Боярин встал, упрямо тыча головой в высокой, тупой шапке, кланялся много и твердил:
— Не гневись, государь! Спусти холопа своего, спусти, государь!
— Пора мне, бояре! Идите со мной откушать… И ты, дьяк думной, с нами будь! Да вот оповестите иных ближних бояр, думных — много еще дел воинских, обо всем говорить надо.
Царь, подбирая полы своего пространного парчового наряда, медленно стал выходить из-за стола.
4
Лазунка перешел за Москворецкий мост.
— В Кремль, на Иванову? Там народ гудит обо всем.
Оглянулся боярский сын, увидал знакомую баню — сруб еще более покосился, окна, заткнутые вениками, почти сравнялись с землей.
— Здесь меня батько Степан боем сабли встретил, теперь же иное… Соскучал, поди, обо мне! За лиходельницу бабу заступился тогда и в пыту пошел…
За баней недалеко по берегу — кабак. Люди из бани с вениками под пазухой мимоходом сворачивали в кабак, и те, которые шли за мост, в слободы, тоже не миновали кабака.
— А вот кабак чем плоше Ивановой? В ем узнаю то, что надо мне.
Одетый у Ириньицы посадским, в полукафтанье, сером фартуке, Лазунка походил на мелкого торгаша.
Было хотя рано, только день без солнца, хмурый, а потому на стойке большого кабацкого помещения горели свечи. Да и сам целовальник не любил сумрака. Боясь просчета, близорукий, он, давая сдачу, долго около свечи крутил и мял в руках монету.
— Ты бы ее кусом!
— Запри гортань, советчик! Чай, ведаешь, что всяк прощет целовальнику у приказа Большой казны батогами в спину дают!
— Тебе ништо… Черева отростил, и мяса много, да и как не прощитаться, когда в свой прируб напихал баб!!!
— Ты кто будешь — голова кабацкой, што ли? Да и тот про меня слова худа не кинет!
— Я питух… Я говорю тебе, едино чтоб язык мять…

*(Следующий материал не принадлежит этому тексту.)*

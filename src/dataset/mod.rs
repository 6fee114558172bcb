//! @ai:module:intent Dataset JSON contracts and loading
//! @ai:module:layer domain
//! @ai:module:public_api GroundTruth, Question, QuestionCategory, Submissions, RubricSet, DocumentSet, DatabaseDefinition, CompanyMeta, DatasetLoader

pub mod database;
pub mod documents;
pub mod ground_truth;
pub mod loader;
pub mod rubric;
pub mod submissions;
pub mod timestamp;

pub use database::{DatabaseDefinition, DatabaseMeta, Row, TableSchema};
pub use documents::{ActionItem, Document, DocumentSet, Recipient};
pub use ground_truth::{GroundTruth, Question, QuestionCategory};
pub use loader::{DatasetLoader, JsonDatasetLoader};
pub use rubric::{Rubric, RubricSet};
pub use submissions::{answer_to_text, Submissions};
pub use timestamp::Timestamp;

/// Contents of company_meta.json; only the presence of sections is checked.
pub type CompanyMeta = serde_json::Map<String, serde_json::Value>;
//! @ai:module:intent Qualitative rubric definitions
//! @ai:module:layer domain
//! @ai:module:public_api RubricSet, Rubric
//! @ai:module:stateless true

use serde::{Deserialize, Serialize};
use std::collections::BTreeMap;

/// @ai:intent Contents of qualitative_rubric.json
/// @ai:effects pure
#[derive(Debug, Clone, Default, Serialize, Deserialize)]
pub struct RubricSet {
    #[serde(default)]
    pub rubrics: BTreeMap<String, Rubric>,
}

/// @ai:intent Must/should-mention criteria for one open-ended question
/// @ai:effects pure
#[derive(Debug, Clone, Default, Serialize, Deserialize)]
pub struct Rubric {
    /// None when the rubric file omits the key, which validation reports
    #[serde(default, skip_serializing_if = "Option::is_none")]
    pub must_mention: Option<Vec<String>>,
    #[serde(default)]
    pub should_mention: Vec<String>,
    #[serde(default, skip_serializing_if = "Option::is_none")]
    pub scoring: Option<serde_json::Value>,
}

impl Rubric {
    pub fn must(&self) -> &[String] {
        self.must_mention.as_deref().unwrap_or(&[])
    }
}

impl RubricSet {
    /// @ai:intent Look up a rubric by id
    /// @ai:effects pure
    pub fn get(&self, rubric_id: &str) -> Option<&Rubric> {
        self.rubrics.get(rubric_id)
    }
}
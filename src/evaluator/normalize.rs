//! @ai:module:intent Normalize free-text answers for comparison
//! @ai:module:layer application
//! @ai:module:public_api Normalizer
//! @ai:module:stateless true

use regex::Regex;
use unicode_normalization::UnicodeNormalization;

/// @ai:intent Text, number and date normalizers for Polish and English answers
pub struct Normalizer {
    whitespace_regex: Regex,
    currency_regex: Regex,
    unit_regex: Regex,
    thousands_suffix_regex: Regex,
    digit_gap_regex: Regex,
    number_regex: Regex,
    iso_date_regex: Regex,
    dotted_date_regex: Regex,
    year_month_regex: Regex,
}

impl Normalizer {
    /// @ai:intent Create a normalizer with compiled patterns
    /// @ai:effects pure
    pub fn new() -> Self {
        Self {
            whitespace_regex: Regex::new(r"\s+").unwrap(),
            // longest alternative first so "złotych" is not left as "otych"
            currency_regex: Regex::new(r"(?i)\s*(złotych|zł|pln)\s*").unwrap(),
            unit_regex: Regex::new(r"(?i)\s*(dni|days|godzin|hours|h|%)\s*").unwrap(),
            thousands_suffix_regex: Regex::new(r"(?i)(\d+(?:[.,]\d+)?)\s*k\b").unwrap(),
            digit_gap_regex: Regex::new(r"(\d)\s+(\d)").unwrap(),
            number_regex: Regex::new(r"-?\d+(?:[.,]\d+)?").unwrap(),
            iso_date_regex: Regex::new(r"(\d{4})-(\d{2})-(\d{2})").unwrap(),
            dotted_date_regex: Regex::new(r"(\d{1,2})[./](\d{1,2})[./](\d{4})").unwrap(),
            year_month_regex: Regex::new(r"(\d{4})-(\d{2})").unwrap(),
        }
    }

    /// @ai:intent NFKC-normalize, lowercase, trim and collapse whitespace
    /// @ai:effects pure
    /// @ai:example ("  Maciej   BORYNA ") -> "maciej boryna"
    pub fn text(&self, text: &str) -> String {
        let composed: String = text.nfkc().collect();
        let lowered = composed.to_lowercase();
        self.whitespace_regex
            .replace_all(lowered.trim(), " ")
            .into_owned()
    }

    /// @ai:intent Extract a numeric value, understanding currency, units, "k" and Polish separators
    /// @ai:effects pure
    /// @ai:example ("50 000 zł") -> Some(50000.0)
    /// @ai:example ("1,5k") -> Some(1500.0)
    pub fn number(&self, text: &str) -> Option<f64> {
        let text = self.currency_regex.replace_all(text, "");
        let text = self.unit_regex.replace_all(&text, "");

        if let Some(cap) = self.thousands_suffix_regex.captures(&text) {
            let value = cap.get(1)?.as_str().replace(',', ".");
            return value.parse::<f64>().ok().map(|v| v * 1000.0);
        }

        let text = self.digit_gap_regex.replace_all(&text, "${1}${2}");
        let text = text.replace(' ', "");

        self.number_regex
            .find(&text)
            .and_then(|m| m.as_str().replace(',', ".").parse::<f64>().ok())
    }

    /// @ai:intent Normalize a date mention to YYYY-MM-DD (or YYYY-MM)
    /// @ai:effects pure
    /// @ai:example ("26.07.2023") -> Some("2023-07-26")
    pub fn date(&self, text: &str) -> Option<String> {
        if let Some(m) = self.iso_date_regex.find(text) {
            return Some(m.as_str().to_string());
        }

        if let Some(cap) = self.dotted_date_regex.captures(text) {
            let day = cap.get(1)?.as_str();
            let month = cap.get(2)?.as_str();
            let year = cap.get(3)?.as_str();
            return Some(format!("{}-{:0>2}-{:0>2}", year, month, day));
        }

        self.year_month_regex
            .find(text)
            .map(|m| m.as_str().to_string())
    }
}

impl Default for Normalizer {
    fn default() -> Self {
        Self::new()
    }
}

— Так не кукарекай — петух ли, кочет, черт те в глотку скочит! Два алтына! Два, два давай, бес!
— На, возьми! Ишь какой норовистой…
Лазунка, усевшись за питейный стол, оглядывался любопытно: давно не был в Москве, народ ему казался новым.
В чистой половине кабака, в прирубе, широко распахнуты двери. Там около топившейся печи с черным устьем сидели на шестке и скамьях кабацкие жонки — те, что помоложе и чище одетые. Горожанки, зайдя в кабак искать мужей, шли туда же: найдя в кабаке мужей, брали от них хмельное, несли в прируб, пили. Кабацкие гадали горожанкам по линиям рук, иные на картах. Пели песни. Лазунку попросили двинуться на скамье — за длинным столом делалось тесно, и древние скамьи трещали от вновь прибывающих питухов. На столе от различных питий становилось мокро.
За спиной Лазунки кто-то тоненько, звонко голосил:
— Эх, братцы винопийцы! И места за столом Ершу нету…
— Сыщем место, Ершович Ерш[322]
. Пожмись, народ!.. Ерш дьяком не был, а из подьячих выгнали — дай место хоть в кабаке…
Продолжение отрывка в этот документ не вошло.